# [Task brief]
Please return every line from the entries that has the string "AsRef" in it.

═════ Exercise material ═════

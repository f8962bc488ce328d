use fleet_health_api::run;

#[tokio::main]
async fn main() {
    if let Err(err) = run().await {
        eprintln!("application error: {err}");
        std::process::exit(1);
    }
}
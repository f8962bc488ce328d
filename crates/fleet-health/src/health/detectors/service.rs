use super::VehicleHistory;
use crate::health::config::HealthConfig;
use crate::health::views::{Issue, IssueKind, Severity};

pub(super) fn detect(history: &VehicleHistory<'_>, config: &HealthConfig) -> Vec<Issue> {
    elapsed(history, config)
        .into_iter()
        .chain(odometer_gap(history, config))
        .collect()
}

/// Time since the last maintenance; a single issue at the highest threshold reached.
fn elapsed(history: &VehicleHistory<'_>, config: &HealthConfig) -> Option<Issue> {
    let days = history.days_since_maintenance()?;

    let severity = if days >= config.service_critical_days {
        Severity::Critical
    } else if days >= config.service_warning_days {
        Severity::Warning
    } else {
        return None;
    };

    Some(Issue::new(
        severity,
        IssueKind::ServiceElapsed,
        format!("No maintenance recorded for {days} days"),
    ))
}

/// Distance driven since the last maintenance, read from the latest odometer readings.
fn odometer_gap(history: &VehicleHistory<'_>, config: &HealthConfig) -> Option<Issue> {
    let inspected_km = history.latest_inspection()?.odometer_km?;
    let serviced_km = history.latest_maintenance()?.odometer_km?;
    let gap = i64::from(inspected_km) - i64::from(serviced_km);

    if gap < config.odometer_gap_warning_km {
        return None;
    }

    Some(Issue::new(
        Severity::Warning,
        IssueKind::ServiceOdometer,
        format!("service may be due — {gap} km since last service"),
    ))
}
use super::VehicleHistory;
use crate::health::config::HealthConfig;
use crate::health::views::{Issue, IssueKind, Severity};
use std::collections::BTreeMap;

/// Flags checklist items failing repeatedly across the most recent inspections.
pub(super) fn detect(history: &VehicleHistory<'_>, config: &HealthConfig) -> Vec<Issue> {
    let window = config.recurring_failure_window;
    if window == 0 || history.inspections.len() < window {
        return Vec::new();
    }

    let mut failures: BTreeMap<&str, usize> = BTreeMap::new();
    for record in &history.inspections[..window] {
        for (key, _) in record.failed_items() {
            *failures.entry(key).or_default() += 1;
        }
    }

    failures
        .into_iter()
        .filter(|(_, count)| *count >= config.recurring_failure_threshold)
        .map(|(key, count)| {
            Issue::for_item(
                Severity::Warning,
                IssueKind::RecurringFailure,
                key,
                format!("{key} failed {count} of last {window} inspections"),
            )
        })
        .collect()
}
use std::collections::BTreeMap;
use std::fmt;

use chrono::{DateTime, NaiveDate, Utc};
use serde::{Deserialize, Deserializer, Serialize};

/// Identifier wrapper for vehicles registered in the fleet.
#[derive(Debug, Clone, PartialEq, Eq, PartialOrd, Ord, Hash, Serialize, Deserialize)]
#[serde(transparent)]
pub struct VehicleId(pub String);

impl VehicleId {
    pub fn new(value: impl Into<String>) -> Self {
        Self(value.into())
    }

    pub fn as_str(&self) -> &str {
        &self.0
    }
}

impl fmt::Display for VehicleId {
    fn fmt(&self, f: &mut fmt::Formatter<'_>) -> fmt::Result {
        f.write_str(&self.0)
    }
}

/// Registry entry for a vehicle. Inactive vehicles are ignored by the engine.
#[derive(Debug, Clone, PartialEq, Eq, Serialize, Deserialize)]
pub struct Vehicle {
    pub id: VehicleId,
    pub code: String,
    pub brand: String,
    pub model: String,
    #[serde(default = "default_active")]
    pub active: bool,
}

fn default_active() -> bool {
    true
}

/// Outcome of one checklist criterion within an inspection.
#[derive(Debug, Clone, PartialEq, Eq, Serialize, Deserialize)]
pub struct ChecklistEntry {
    pub passed: bool,
    #[serde(default)]
    pub remark: Option<String>,
}

impl ChecklistEntry {
    pub fn passed() -> Self {
        Self {
            passed: true,
            remark: None,
        }
    }

    pub fn failed(remark: impl Into<String>) -> Self {
        Self {
            passed: false,
            remark: Some(remark.into()),
        }
    }

    /// Remark text, empty when the upstream record omitted it.
    pub fn remark(&self) -> &str {
        self.remark.as_deref().unwrap_or("")
    }
}

/// A completed vehicle inspection with its checklist results.
#[derive(Debug, Clone, PartialEq, Eq, Serialize, Deserialize)]
pub struct InspectionRecord {
    pub vehicle_id: VehicleId,
    #[serde(deserialize_with = "deserialize_timestamp")]
    pub inspected_at: DateTime<Utc>,
    #[serde(default)]
    pub odometer_km: Option<u32>,
    #[serde(default)]
    pub driver_name: String,
    #[serde(default)]
    pub checklist: BTreeMap<String, ChecklistEntry>,
}

impl InspectionRecord {
    /// Checklist items recorded as failed, in key order.
    pub fn failed_items(&self) -> impl Iterator<Item = (&str, &ChecklistEntry)> {
        self.checklist
            .iter()
            .filter(|(_, entry)| !entry.passed)
            .map(|(key, entry)| (key.as_str(), entry))
    }
}

/// A maintenance bill recorded against a vehicle.
#[derive(Debug, Clone, PartialEq, Serialize, Deserialize)]
pub struct MaintenanceRecord {
    pub vehicle_id: VehicleId,
    #[serde(deserialize_with = "deserialize_timestamp")]
    pub serviced_at: DateTime<Utc>,
    #[serde(default)]
    pub odometer_km: Option<u32>,
    #[serde(default)]
    pub supplier: String,
    #[serde(default)]
    pub amount: Option<f64>,
    #[serde(default)]
    pub remarks: Option<String>,
}

/// Accepts RFC 3339 timestamps or bare `YYYY-MM-DD` dates (midnight UTC).
pub fn parse_timestamp(value: &str) -> Option<DateTime<Utc>> {
    let trimmed = value.trim();
    if trimmed.is_empty() {
        return None;
    }

    if let Ok(dt) = DateTime::parse_from_rfc3339(trimmed) {
        return Some(dt.with_timezone(&Utc));
    }

    NaiveDate::parse_from_str(trimmed, "%Y-%m-%d")
        .ok()
        .and_then(|date| date.and_hms_opt(0, 0, 0))
        .map(|naive| naive.and_utc())
}

fn deserialize_timestamp<'de, D>(deserializer: D) -> Result<DateTime<Utc>, D::Error>
where
    D: Deserializer<'de>,
{
    let raw = String::deserialize(deserializer)?;
    parse_timestamp(&raw)
        .ok_or_else(|| serde::de::Error::custom(format!("invalid timestamp '{raw}'")))
}
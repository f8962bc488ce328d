use crate::health::{HealthConfig, ThresholdError};
use std::env;
use std::fmt;
use std::net::{IpAddr, SocketAddr};
use std::str::FromStr;

/// Distinguishes runtime behavior for different stages of the service.
#[derive(Debug, Clone, Copy, PartialEq, Eq)]
pub enum AppEnvironment {
    Development,
    Test,
    Production,
}

impl AppEnvironment {
    fn from_str(value: &str) -> Self {
        match value.trim().to_ascii_lowercase().as_str() {
            "prod" | "production" => Self::Production,
            "test" | "ci" => Self::Test,
            _ => Self::Development,
        }
    }
}

/// Top-level configuration for the application.
#[derive(Debug, Clone)]
pub struct AppConfig {
    pub environment: AppEnvironment,
    pub server: ServerConfig,
    pub telemetry: TelemetryConfig,
    pub health: HealthConfig,
}

impl AppConfig {
    pub fn load() -> Result<Self, ConfigError> {
        dotenvy::dotenv().ok();

        let environment = AppEnvironment::from_str(
            &env::var("APP_ENV").unwrap_or_else(|_| "development".to_string()),
        );

        let host = env::var("APP_HOST").unwrap_or_else(|_| "127.0.0.1".to_string());
        let port = env::var("APP_PORT")
            .unwrap_or_else(|_| "3000".to_string())
            .parse::<u16>()
            .map_err(|_| ConfigError::InvalidPort)?;

        let log_level = env::var("APP_LOG_LEVEL").unwrap_or_else(|_| "info".to_string());

        Ok(Self {
            environment,
            server: ServerConfig { host, port },
            telemetry: TelemetryConfig { log_level },
            health: load_health_config()?,
        })
    }
}

/// Engine thresholds, each overridable through a `FLEET_*` variable.
fn load_health_config() -> Result<HealthConfig, ConfigError> {
    let defaults = HealthConfig::default();

    let safety_critical_item_keys = match env::var("FLEET_SAFETY_CRITICAL_ITEMS") {
        Ok(raw) => raw
            .split(',')
            .map(str::trim)
            .filter(|key| !key.is_empty())
            .map(str::to_string)
            .collect(),
        Err(_) => defaults.safety_critical_item_keys.clone(),
    };

    let config = HealthConfig {
        inspection_warning_multiplier: env_or(
            "FLEET_INSPECTION_WARNING_MULTIPLIER",
            defaults.inspection_warning_multiplier,
        )?,
        inspection_critical_multiplier: env_or(
            "FLEET_INSPECTION_CRITICAL_MULTIPLIER",
            defaults.inspection_critical_multiplier,
        )?,
        recurring_failure_window: env_or(
            "FLEET_RECURRING_FAILURE_WINDOW",
            defaults.recurring_failure_window,
        )?,
        recurring_failure_threshold: env_or(
            "FLEET_RECURRING_FAILURE_THRESHOLD",
            defaults.recurring_failure_threshold,
        )?,
        recent_failure_window_days: env_or(
            "FLEET_RECENT_FAILURE_WINDOW_DAYS",
            defaults.recent_failure_window_days,
        )?,
        safety_critical_item_keys,
        service_warning_days: env_or("FLEET_SERVICE_WARNING_DAYS", defaults.service_warning_days)?,
        service_critical_days: env_or(
            "FLEET_SERVICE_CRITICAL_DAYS",
            defaults.service_critical_days,
        )?,
        odometer_gap_warning_km: env_or(
            "FLEET_ODOMETER_GAP_WARNING_KM",
            defaults.odometer_gap_warning_km,
        )?,
    };

    config.validate().map_err(ConfigError::InvalidThresholds)?;
    Ok(config)
}

fn env_or<T: FromStr>(key: &'static str, default: T) -> Result<T, ConfigError> {
    match env::var(key) {
        Ok(raw) => raw
            .trim()
            .parse::<T>()
            .map_err(|_| ConfigError::InvalidValue { key }),
        Err(_) => Ok(default),
    }
}

/// Settings controlling the HTTP server binding.
#[derive(Debug, Clone)]
pub struct ServerConfig {
    pub host: String,
    pub port: u16,
}

impl ServerConfig {
    pub fn socket_addr(&self) -> Result<SocketAddr, ConfigError> {
        if self.host.eq_ignore_ascii_case("localhost") {
            return Ok(SocketAddr::new(IpAddr::from([127, 0, 0, 1]), self.port));
        }

        let ip: IpAddr = self
            .host
            .parse()
            .map_err(|source| ConfigError::InvalidHost { source })?;

        Ok(SocketAddr::new(ip, self.port))
    }
}

/// Tracing controls.
#[derive(Debug, Clone)]
pub struct TelemetryConfig {
    pub log_level: String,
}

#[derive(Debug)]
pub enum ConfigError {
    InvalidPort,
    InvalidHost { source: std::net::AddrParseError },
    InvalidValue { key: &'static str },
    InvalidThresholds(ThresholdError),
}

impl fmt::Display for ConfigError {
    fn fmt(&self, f: &mut fmt::Formatter<'_>) -> fmt::Result {
        match self {
            ConfigError::InvalidPort => write!(f, "APP_PORT must be a valid u16"),
            ConfigError::InvalidHost { .. } => {
                write!(f, "APP_HOST must parse to an IPv4 or IPv6 address")
            }
            ConfigError::InvalidValue { key } => write!(f, "{key} has an unparseable value"),
            ConfigError::InvalidThresholds(err) => write!(f, "invalid health thresholds: {err}"),
        }
    }
}

impl std::error::Error for ConfigError {
    fn source(&self) -> Option<&(dyn std::error::Error + 'static)> {
        match self {
            ConfigError::InvalidPort | ConfigError::InvalidValue { .. } => None,
            ConfigError::InvalidHost { source } => Some(source),
            ConfigError::InvalidThresholds(err) => Some(err),
        }
    }
}
//! Fleet health evaluation: turns inspection and maintenance history into per-vehicle
//! verdicts and a fleet-wide summary.

pub mod config;
pub mod error;
pub mod health;
pub mod history;
pub mod telemetry;

pub use health::{FleetHealthEngine, FleetHealthResult, FleetSummary, HealthConfig, VehicleHealth};
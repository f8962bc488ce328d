use super::{FleetHistories, HistoryLoadError};
use crate::health::{InspectionRecord, MaintenanceRecord, Vehicle, VehicleId};
use serde::{Deserialize, Serialize};
use std::collections::HashMap;
use std::io::Read;
use std::path::Path;

/// Flat export of the fleet registry and its records, as produced by the host application.
#[derive(Debug, Clone, Default, Serialize, Deserialize)]
pub struct FleetSnapshot {
    #[serde(default)]
    pub vehicles: Vec<Vehicle>,
    #[serde(default)]
    pub inspections: Vec<InspectionRecord>,
    #[serde(default)]
    pub maintenance: Vec<MaintenanceRecord>,
}

impl FleetSnapshot {
    pub fn from_path<P: AsRef<Path>>(path: P) -> Result<Self, HistoryLoadError> {
        let file = std::fs::File::open(path)?;
        Self::from_reader(std::io::BufReader::new(file))
    }

    pub fn from_reader<R: Read>(reader: R) -> Result<Self, HistoryLoadError> {
        Ok(serde_json::from_reader(reader)?)
    }

    /// Appends maintenance records loaded from another export (e.g. a bill CSV).
    pub fn extend_maintenance<I>(&mut self, records: I)
    where
        I: IntoIterator<Item = MaintenanceRecord>,
    {
        self.maintenance.extend(records);
    }

    pub fn into_histories(self) -> FleetHistories {
        let mut inspections: HashMap<VehicleId, Vec<InspectionRecord>> = HashMap::new();
        for record in self.inspections {
            inspections
                .entry(record.vehicle_id.clone())
                .or_default()
                .push(record);
        }
        for records in inspections.values_mut() {
            records.sort_by(|a, b| b.inspected_at.cmp(&a.inspected_at));
        }

        let mut maintenance: HashMap<VehicleId, Vec<MaintenanceRecord>> = HashMap::new();
        for record in self.maintenance {
            maintenance
                .entry(record.vehicle_id.clone())
                .or_default()
                .push(record);
        }
        for records in maintenance.values_mut() {
            records.sort_by(|a, b| b.serviced_at.cmp(&a.serviced_at));
        }

        FleetHistories {
            vehicles: self.vehicles,
            inspections,
            maintenance,
        }
    }
}

#[cfg(test)]
mod tests {
    use super::*;

    const SNAPSHOT: &str = r#"{
        "vehicles": [
            { "id": "VH-01", "code": "T-101", "brand": "Isuzu", "model": "N-Series" },
            { "id": "VH-02", "code": "T-102", "brand": "Hino", "model": "300", "active": false }
        ],
        "inspections": [
            { "vehicle_id": "VH-01", "inspected_at": "2025-05-01", "odometer_km": 48000 },
            { "vehicle_id": "VH-01", "inspected_at": "2025-06-01T08:00:00Z", "odometer_km": 51000 }
        ],
        "maintenance": [
            { "vehicle_id": "VH-01", "serviced_at": "2025-04-15", "supplier": "Northside Garage" }
        ]
    }"#;

    #[test]
    fn groups_and_sorts_newest_first() {
        let snapshot = FleetSnapshot::from_reader(SNAPSHOT.as_bytes()).expect("snapshot parses");
        assert!(snapshot.vehicles[0].active);
        assert!(!snapshot.vehicles[1].active);

        let histories = snapshot.into_histories();
        let inspections = histories
            .inspections
            .get(&VehicleId::new("VH-01"))
            .expect("inspections grouped");

        assert_eq!(inspections.len(), 2);
        assert_eq!(inspections[0].odometer_km, Some(51_000));
        assert_eq!(
            histories
                .maintenance
                .get(&VehicleId::new("VH-01"))
                .map(Vec::len),
            Some(1)
        );
    }

    #[test]
    fn rejects_malformed_json() {
        let err = FleetSnapshot::from_reader("{ \"vehicles\": [".as_bytes())
            .expect_err("truncated snapshot fails");
        assert!(matches!(err, HistoryLoadError::Json(_)));
    }

    #[test]
    fn rejects_unreadable_timestamps() {
        let raw = r#"{ "inspections": [ { "vehicle_id": "VH-01", "inspected_at": "yesterday" } ] }"#;
        assert!(FleetSnapshot::from_reader(raw.as_bytes()).is_err());
    }
}
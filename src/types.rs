use core::fmt;
use std::{io, path::PathBuf, str::FromStr};

pub const CR: u8 = b'\r';
pub const LF: u8 = b'\n';

/// Byte sequence of a DOS line ending.
pub const CRLF: &[u8] = b"\r\n";

/// Artifact left behind by converting an already-DOS file to DOS a second time.
pub const CORRUPT_CRLF: &[u8] = b"\r\r\n";

/// One of the three recognized line-ending conventions.
#[derive(Debug, Clone, Copy, PartialEq, Eq, Hash)]
pub enum LineEnding {
    /// `\r\n`
    Dos,
    /// `\n`
    Unix,
    /// `\r`, as used by classic Mac OS.
    Legacy,
}

impl LineEnding {
    #[must_use]
    pub const fn as_bytes(self) -> &'static [u8] {
        match self {
            LineEnding::Dos => CRLF,
            LineEnding::Unix => b"\n",
            LineEnding::Legacy => b"\r",
        }
    }

    /// Human readable name used in diagnostics, e.g. `DOS "\r\n"`.
    #[must_use]
    pub const fn label(self) -> &'static str {
        match self {
            LineEnding::Dos => r#"DOS "\r\n""#,
            LineEnding::Unix => r#"UNIX "\n""#,
            LineEnding::Legacy => r#"OLD MAC "\r""#,
        }
    }
}

impl AsRef<[u8]> for LineEnding {
    fn as_ref(&self) -> &[u8] {
        self.as_bytes()
    }
}

impl fmt::Display for LineEnding {
    fn fmt(&self, f: &mut fmt::Formatter<'_>) -> fmt::Result {
        match self {
            LineEnding::Dos => write!(f, "dos"),
            LineEnding::Unix => write!(f, "unix"),
            LineEnding::Legacy => write!(f, "legacy"),
        }
    }
}

/// Returned when a string does not name a line ending.
#[derive(Debug, Clone, PartialEq, Eq, thiserror::Error)]
#[error("unknown line ending '{0}' (expected one of: dos, crlf, unix, lf, legacy, cr)")]
pub struct ParseLineEndingError(String);

impl FromStr for LineEnding {
    type Err = ParseLineEndingError;

    fn from_str(s: &str) -> std::result::Result<Self, Self::Err> {
        match s.to_ascii_lowercase().as_str() {
            "dos" | "crlf" | "windows" => Ok(LineEnding::Dos),
            "unix" | "lf" => Ok(LineEnding::Unix),
            "legacy" | "cr" | "mac" => Ok(LineEnding::Legacy),
            _ => Err(ParseLineEndingError(s.to_owned())),
        }
    }
}

/// Error type for file operations.
#[derive(Debug, thiserror::Error)]
pub enum Error {
    /// The file could not be read.
    #[error("unable to read file '{}': {source}", path.display())]
    Read {
        path: PathBuf,
        #[source]
        source: io::Error,
    },

    /// The file could not be written.
    #[error("unable to write file '{}': {source}", path.display())]
    Write {
        path: PathBuf,
        #[source]
        source: io::Error,
    },
}

impl Error {
    /// Path of the file the failed operation was working on.
    #[must_use]
    pub fn path(&self) -> &std::path::Path {
        match self {
            Error::Read { path, .. } | Error::Write { path, .. } => path,
        }
    }
}

/// Result type alias for file operations.
pub type Result<T> = std::result::Result<T, Error>;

═════

# [Exercise output]
    pub fn from_path<P: AsRef<Path>>(path: P) -> Result<Self, HistoryLoadError> {
impl AsRef<[u8]> for LineEnding {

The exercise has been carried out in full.